7) Pour effectuer la pesée des intérêts en présence qu’un tel examen implique, l'autorité de recours n'est pas tenue de procéder à des investigations supplémentaires, mais peut statuer sur la base des pièces en sa possession (ATF 117 V 185 consid. 2b ; arrêt du Tribunal fédéral 1C_435/2008 du 6 février 2009 consid. 2.3 et les arrêts cités).

8) En l'espèce, le recourant est encore en incapacité complète de travailler, et la décision de suspension le concernant est en force, si bien qu'en cas de restitution de l'effet suspensif, il ne pourrait pas reprendre d'activité au sein de la police.

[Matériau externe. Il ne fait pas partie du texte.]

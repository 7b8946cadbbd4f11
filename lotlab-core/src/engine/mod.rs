//! Engines: signal series in, per-bar position/P&L/closed columns out.
//!
//! Two engines share the same one-bar execution lag:
//!
//! 1. `execution`: fixed size, no escalation, no fill ledger
//! 2. `martingale`: geometric lot scaling, take-profit, flip handling, fill ledger
//!
//! `trade_extraction` folds either engine's output into round-trip trades.

pub mod convert;
pub mod error;
pub mod execution;
pub mod martingale;
pub mod state;
pub mod trade_extraction;

pub use convert::{ingest, raw_to_bar, validate_bars};
pub use error::EngineError;
pub use execution::{run_signals, ExecutionConfig, SignalExecutor};
pub use martingale::{
    run_martingale, step, BarStep, MartingaleConfig, MartingaleEngine, Transition,
};
pub use state::{Engine, EngineRun};
pub use trade_extraction::extract_trades;
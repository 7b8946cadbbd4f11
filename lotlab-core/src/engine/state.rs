//! Engine trait and run result types.

use crate::domain::{Bar, BarOutput, Fill, Trade};
use crate::engine::error::EngineError;
use crate::engine::trade_extraction::extract_trades;
use serde::{Deserialize, Serialize};

/// A signal-to-position engine.
///
/// Implementations are stateless between runs: everything a run mutates lives on
/// the stack of `run`, so one engine value can serve many threads at once.
pub trait Engine: Send + Sync {
    /// Short identifier used in logs and result files.
    fn name(&self) -> &'static str;

    fn run(&self, bars: &[Bar]) -> Result<EngineRun, EngineError>;
}

/// Result of one engine run: one output per input bar plus the fill ledger.
///
/// Engines that do not keep a ledger return an empty `fills`.
#[derive(Debug, Clone, Default, PartialEq, Serialize, Deserialize)]
pub struct EngineRun {
    pub outputs: Vec<BarOutput>,
    pub fills: Vec<Fill>,
}

impl EngineRun {
    pub fn total_pnl(&self) -> f64 {
        self.outputs.iter().map(|o| o.pnl).sum()
    }

    /// Round-trip trades derived from the per-bar output. Recomputed on each call.
    pub fn trades(&self) -> Vec<Trade> {
        extract_trades(&self.outputs)
    }

    /// Number of bars flagged as closing a trade.
    pub fn closed_count(&self) -> usize {
        self.outputs.iter().filter(|o| o.closed).count()
    }
}
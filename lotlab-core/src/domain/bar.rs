//! Bar: one timestamped close with the upstream signal attached.

use super::side::Side;
use chrono::NaiveDateTime;
use serde::{Deserialize, Serialize};

/// Raw row from an upstream table, before shape validation.
///
/// Every field is optional so that ingestion, not the reader, decides what a
/// missing value means.
#[derive(Debug, Clone, Default, Serialize, Deserialize)]
pub struct RawBar {
    pub timestamp: Option<NaiveDateTime>,
    pub close: Option<f64>,
    pub signal: Option<f64>,
}

/// A validated input bar.
///
/// `close` is `None` for missing or non-finite prices; such bars are skipped by the
/// engines. `signal` is `None` when the upstream stage produced nothing for the bar
/// and reads as flat through [`Bar::side`].
#[derive(Debug, Clone, PartialEq, Serialize, Deserialize)]
pub struct Bar {
    pub timestamp: NaiveDateTime,
    pub close: Option<f64>,
    pub signal: Option<Side>,
}

impl Bar {
    pub fn new(timestamp: NaiveDateTime, close: f64, signal: Side) -> Self {
        Self {
            timestamp,
            close: Some(close).filter(|c| c.is_finite()),
            signal: Some(signal),
        }
    }

    /// The directive for this bar, with a missing signal read as flat.
    pub fn side(&self) -> Side {
        self.signal.unwrap_or(Side::Flat)
    }

    /// Returns true if the bar carries no usable price.
    pub fn is_void(&self) -> bool {
        self.close.is_none()
    }
}
//! Клиентская пагинация (страницы нумеруются с 1)

use std::num::NonZeroUsize;

/// Одна страница последовательности
#[derive(Debug, Clone, PartialEq)]
pub struct Page<'a, T> {
    pub items: &'a [T],
    pub total_pages: usize,
}

/// Количество страниц; ноль для пустой последовательности
pub fn total_pages(len: usize, page_size: NonZeroUsize) -> usize {
    len.div_ceil(page_size.get())
}

/// Срез `[(page-1)*size, page*size)`, обрезанный по границам.
/// Страница 0 или за пределами `total_pages` даёт пустой срез.
pub fn paginate<T>(sequence: &[T], page: usize, page_size: NonZeroUsize) -> Page<'_, T> {
    let total = total_pages(sequence.len(), page_size);
    let items = match page.checked_sub(1) {
        Some(index) if index < total => {
            let start = index * page_size.get();
            let end = (start + page_size.get()).min(sequence.len());
            &sequence[start..end]
        }
        _ => &sequence[0..0],
    };
    Page {
        items,
        total_pages: total,
    }
}

/// Вернуть номер страницы в диапазон `[1, max(total_pages, 1)]`
pub fn clamp_page(page: usize, total_pages: usize) -> usize {
    page.clamp(1, total_pages.max(1))
}

#[cfg(test)]
mod tests {
    use super::*;

    fn size(n: usize) -> NonZeroUsize {
        NonZeroUsize::new(n).unwrap()
    }

    #[test]
    fn test_last_partial_page() {
        let data: Vec<u32> = (1..=25).collect();
        let page = paginate(&data, 3, size(10));
        assert_eq!(page.total_pages, 3);
        assert_eq!(page.items, &[21, 22, 23, 24, 25]);
    }

    #[test]
    fn test_empty_sequence_has_zero_pages() {
        let data: Vec<u32> = Vec::new();
        let page = paginate(&data, 1, size(10));
        assert_eq!(page.total_pages, 0);
        assert!(page.items.is_empty());
    }

    #[test]
    fn test_total_pages_is_ceiling() {
        assert_eq!(total_pages(1, size(10)), 1);
        assert_eq!(total_pages(10, size(10)), 1);
        assert_eq!(total_pages(11, size(10)), 2);
    }

    #[test]
    fn test_out_of_range_pages_are_empty() {
        let data: Vec<u32> = (1..=5).collect();
        assert!(paginate(&data, 0, size(2)).items.is_empty());
        assert!(paginate(&data, 4, size(2)).items.is_empty());
    }

    #[test]
    fn test_page_size_covering_everything() {
        let data: Vec<u32> = (1..=7).collect();
        assert_eq!(paginate(&data, 1, size(7)).items, data.as_slice());
        assert_eq!(paginate(&data, 1, size(100)).items, data.as_slice());
    }

    #[test]
    fn test_clamp_page() {
        assert_eq!(clamp_page(5, 3), 3);
        assert_eq!(clamp_page(0, 3), 1);
        assert_eq!(clamp_page(4, 0), 1);
        assert_eq!(clamp_page(2, 3), 2);
    }
}
use crate::layout::global_context::AppGlobalContext;
use leptos::prelude::*;

#[component]
pub fn Left(children: Children) -> impl IntoView {
    let tabs_store = leptos::context::use_context::<AppGlobalContext>()
        .expect("AppGlobalContext context not found");
    let is_open = move || tabs_store.left_open.get();

    view! {
        <div data-zone="left" class="left" class:hidden=move || !is_open()>
            {children()}
        </div>
    }
}
use crate::shared::format::format_cell;
use crate::shared::icons::icon;
use crate::shared::list_utils::{get_sort_class, get_sort_indicator, highlight_matches};
use contracts::shared::list_view::{ColumnDef, ListViewModel, Record};
use leptos::prelude::*;

/// Таблица текущей страницы. Заголовки сортируемых колонок кликабельны,
/// совпадения поиска подсвечиваются в полях поиска.
#[component]
pub fn ListTable(
    columns: Vec<ColumnDef>,
    searchable_fields: Vec<String>,
    #[prop(into)] model: Signal<ListViewModel>,
    #[prop(into)] search_term: Signal<String>,
    /// Пока открыт диалог, кнопки строк недоступны
    #[prop(into)]
    dialog_open: Signal<bool>,
    on_sort: Callback<String>,
    on_edit: Callback<Record>,
    on_delete: Callback<String>,
) -> impl IntoView {
    let columns = StoredValue::new(columns);
    let searchable = StoredValue::new(searchable_fields);

    let has_actions = move || model.with(|m| m.actions.edit || m.actions.delete);
    let column_count = move || columns.with_value(|c| c.len()) + usize::from(has_actions());

    let header = columns
        .get_value()
        .into_iter()
        .map(|column| {
            if !column.sortable {
                return view! { <th class="table__header-cell">{column.label}</th> }.into_any();
            }
            let field = column.field.clone();
            let field_for_class = column.field.clone();
            let field_for_indicator = column.field;
            view! {
                <th
                    class="table__header-cell table__header-cell--sortable"
                    on:click=move |_| on_sort.run(field.clone())
                >
                    {column.label}
                    <span class=move || model.with(|m| get_sort_class(&m.sort_key, &field_for_class))>
                        {move || model.with(|m| {
                            get_sort_indicator(
                                &m.sort_key,
                                &field_for_indicator,
                                m.sort_direction.is_ascending(),
                            )
                        })}
                    </span>
                </th>
            }
            .into_any()
        })
        .collect_view();

    let body = move || {
        let model = model.get();
        if model.is_empty() {
            return view! {
                <tr class="table__row table__row--empty">
                    <td class="table__cell table__cell--empty" colspan=column_count().to_string()>
                        "Записи не найдены"
                    </td>
                </tr>
            }
            .into_any();
        }

        let term = search_term.get();
        let actions = model.actions;
        model
            .rows
            .into_iter()
            .map(|record| {
                let cells = columns.with_value(|cols| {
                    cols.iter()
                        .map(|column| {
                            let text =
                                format_cell(record.get(&column.field).as_deref(), column.format);
                            let content = if searchable.with_value(|s| s.contains(&column.field)) {
                                highlight_matches(&text, &term)
                            } else {
                                view! { <span>{text}</span> }.into_any()
                            };
                            view! { <td class="table__cell">{content}</td> }
                        })
                        .collect_view()
                });

                let id = record.id().to_string();
                let edit_button = actions.edit.then(|| {
                    let record = record.clone();
                    view! {
                        <button
                            class="button button--icon"
                            title="Редактировать"
                            disabled=move || dialog_open.get()
                            on:click=move |_| on_edit.run(record.clone())
                        >
                            {icon("edit")}
                        </button>
                    }
                });
                let delete_button = actions.delete.then(|| {
                    view! {
                        <button
                            class="button button--icon button--danger"
                            title="Удалить"
                            disabled=move || dialog_open.get()
                            on:click=move |_| on_delete.run(id.clone())
                        >
                            {icon("delete")}
                        </button>
                    }
                });
                let actions_cell = (actions.edit || actions.delete).then(|| {
                    view! {
                        <td class="table__cell table__cell--actions">
                            {edit_button}
                            {delete_button}
                        </td>
                    }
                });

                view! {
                    <tr class="table__row">
                        {cells}
                        {actions_cell}
                    </tr>
                }
            })
            .collect_view()
            .into_any()
    };

    view! {
        <div class="table">
            <table class="table__data table--striped">
                <thead class="table__head">
                    <tr>
                        {header}
                        <Show when=has_actions>
                            <th class="table__header-cell table__header-cell--actions">"Действия"</th>
                        </Show>
                    </tr>
                </thead>
                <tbody>{body}</tbody>
            </table>
        </div>
    }
}
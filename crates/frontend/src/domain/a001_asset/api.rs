/// REST endpoint коллекции
pub const ENDPOINT: &str = "/api/assets";
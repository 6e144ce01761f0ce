use crate::shared::icons::icon;
use crate::shared::modal::Modal;
use contracts::shared::list_view::{ColumnDef, FieldKind, FieldValue, ListViewController};
use leptos::prelude::*;
use thaw::*;

/// Форма добавления/редактирования записи.
///
/// Черновик хранится в контроллере; каждое изменение поля заменяет его целиком.
#[component]
pub fn FormDialog(
    controller: RwSignal<ListViewController>,
    /// Редактируемые колонки в порядке таблицы
    columns: Vec<ColumnDef>,
    required_fields: Vec<String>,
    #[prop(into)] title: Signal<String>,
    on_save: Callback<()>,
    on_cancel: Callback<()>,
) -> impl IntoView {
    let submitting = move || controller.with(|c| c.form().map(|f| f.submitting).unwrap_or(false));
    let submit_error = move || controller.with(|c| c.form().and_then(|f| f.submit_error.clone()));

    let fields = columns
        .into_iter()
        .map(|column| {
            let required = required_fields.contains(&column.field);
            form_field(column, required, controller)
        })
        .collect_view();

    let footer = move || {
        view! {
            <Button
                appearance=ButtonAppearance::Primary
                on_click=move |_| on_save.run(())
                disabled=Signal::derive(submitting)
                loading=Signal::derive(submitting)
            >
                "Сохранить"
            </Button>
            <Button
                appearance=ButtonAppearance::Secondary
                on_click=move |_| on_cancel.run(())
                disabled=Signal::derive(submitting)
            >
                "Отмена"
            </Button>
        }
    };

    view! {
        <Modal
            title=title
            on_close=on_cancel
            closable=Signal::derive(move || !submitting())
            footer=ViewFn::from(footer)
        >
            <form class="form" on:submit=move |ev| {
                ev.prevent_default();
                on_save.run(());
            }>
                {move || submit_error().map(|e| view! {
                    <div class="warning-box warning-box--error">
                        <span class="warning-box__icon">{icon("alert")}</span>
                        <span class="warning-box__text">{e}</span>
                    </div>
                })}
                {fields}
            </form>
        </Modal>
    }
}

fn form_field(column: ColumnDef, required: bool, controller: RwSignal<ListViewController>) -> AnyView {
    let field = column.field.clone();
    let field_for_error = column.field.clone();
    let error = move || {
        controller.with(|c| {
            c.form()
                .and_then(|f| f.field_errors.get(&field_for_error).cloned())
        })
    };
    let disabled = move || controller.with(|c| c.form().map(|f| f.submitting).unwrap_or(false));

    let input = field_input(column.kind, field, controller, disabled);
    let has_error = {
        let error = error.clone();
        move || error().is_some()
    };

    view! {
        <div class="form__group" class:form__group--invalid=has_error>
            <label class="form__label">
                {column.label}
                {required.then(|| view! { <span class="form__required">" *"</span> })}
            </label>
            {input}
            {move || error().map(|e| view! { <span class="form__error">{e}</span> })}
        </div>
    }
    .into_any()
}

fn field_input(
    kind: FieldKind,
    field: String,
    controller: RwSignal<ListViewController>,
    disabled: impl Fn() -> bool + Copy + Send + Sync + 'static,
) -> AnyView {
    let value = {
        let field = field.clone();
        move || {
            controller.with(|c| {
                c.form()
                    .map(|f| f.draft.input_value(&field))
                    .unwrap_or_default()
            })
        }
    };
    let on_input = {
        let field = field.clone();
        move |ev: leptos::ev::Event| {
            let raw = event_target_value(&ev);
            controller.update(|c| {
                if let Err(e) = c.set_input(&field, &raw) {
                    log::warn!("field {} not updated: {}", field, e);
                }
            });
        }
    };

    match kind {
        FieldKind::Enum(options) => {
            let current = value.clone();
            view! {
                <select class="form__select" disabled=disabled on:change=on_input>
                    <option value="">"—"</option>
                    {options
                        .into_iter()
                        .map(|option| {
                            let current = current.clone();
                            let option_for_check = option.clone();
                            view! {
                                <option
                                    value=option.clone()
                                    selected=move || current() == option_for_check
                                >
                                    {option.clone()}
                                </option>
                            }
                        })
                        .collect_view()}
                </select>
            }
            .into_any()
        }
        FieldKind::Bool => {
            let field_for_check = field.clone();
            let checked = move || {
                controller.with(|c| {
                    matches!(
                        c.form().and_then(|f| f.draft.get(&field_for_check)),
                        Some(FieldValue::Bool(true))
                    )
                })
            };
            view! {
                <input
                    type="checkbox"
                    class="form__checkbox"
                    prop:checked=checked
                    disabled=disabled
                    on:change=move |ev| {
                        let checked = event_target_checked(&ev);
                        controller.update(|c| {
                            if let Err(e) = c.set_field(&field, Some(FieldValue::Bool(checked))) {
                                log::warn!("field {} not updated: {}", field, e);
                            }
                        });
                    }
                />
            }
            .into_any()
        }
        FieldKind::Date => view! {
            <input
                type="date"
                class="form__input"
                prop:value=value
                disabled=disabled
                on:change=on_input
            />
        }
        .into_any(),
        // Текстовое поле: нечисловой ввод должен дойти до валидации
        FieldKind::Number => view! {
            <input
                type="text"
                inputmode="decimal"
                class="form__input form__input--number"
                prop:value=value
                disabled=disabled
                on:input=on_input
            />
        }
        .into_any(),
        FieldKind::Integer => view! {
            <input
                type="text"
                inputmode="numeric"
                class="form__input form__input--number"
                prop:value=value
                disabled=disabled
                on:input=on_input
            />
        }
        .into_any(),
        FieldKind::Text => view! {
            <input
                type="text"
                class="form__input"
                prop:value=value
                disabled=disabled
                on:input=on_input
            />
        }
        .into_any(),
    }
}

Le seul enjeu de la présente procédure sur effet suspensif est donc le maintien de son traitement pendant la procédure.

À cet égard, selon la jurisprudence constante de la chambre de céans, l'intérêt privé du recourant à conserver les revenus relatifs au maintien desdits rapports doit céder le pas à l'intérêt public à la préservation des finances de l'État (ATA/762/2021 du 15 juillet consid. 9 ; ATA/174/2021 du 18 février 2021 ; ATA/191/2019 du 26 février 2019).

La restitution de l'effet suspensif au recours sera dès lors refusée.

9) Le sort des frais sera réservé jusqu'à droit jugé au fond.

LA CHAMBRE ADMINISTRATIVE

refuse de restituer l’effet suspensif au recours ;

réserve le sort des frais de la procédure jusqu’à droit jugé au fond ;

dit que conformément aux art. 82 ss de la loi fédérale sur le Tribunal fédéral du 17 juin 2005 (LTF - RS 173.110), la présente décision peut être portée dans les trente jours qui suivent sa notification par-devant le Tribunal fédéral ;

- par la voie du recours en matière de droit public, s’il porte sur les rapports de travail entre les parties et que la valeur litigieuse n’est pas inférieure à CHF 15'000.- ;

- par la voie du recours en matière de droit public, si la valeur litigieuse est inférieure à CHF 15'000.- et que la contestation porte sur une question juridique de principe ;

- par la voie du recours constitutionnel subsidiaire, aux conditions posées par les art. 113 ss LTF, si la valeur litigieuse est inférieure à CHF 15'000.- ;

le mémoire de recours doit indiquer les conclusions, motifs et moyens de preuve et porter la signature du recourant ou de son mandataire ; il doit être adressé au Tribunal fédéral, Schweizerhofquai 6, 6004 Lucerne, par voie postale ou par voie électronique aux conditions de l’art. 42 LTF. Le présent arrêt et les pièces en possession du recourant, invoquées comme moyens de preuve, doivent être joints à l’envoi ;

communique la présente décision à Me Annette Micucci, avocate du recourant ainsi qu'au département de la sécurité, de la population et de la santé.

 

 

 

 

Le vice-président :

 

 

 

C. Mascotto

 

 

 

 

Copie conforme de cette décision a été communiquée aux parties.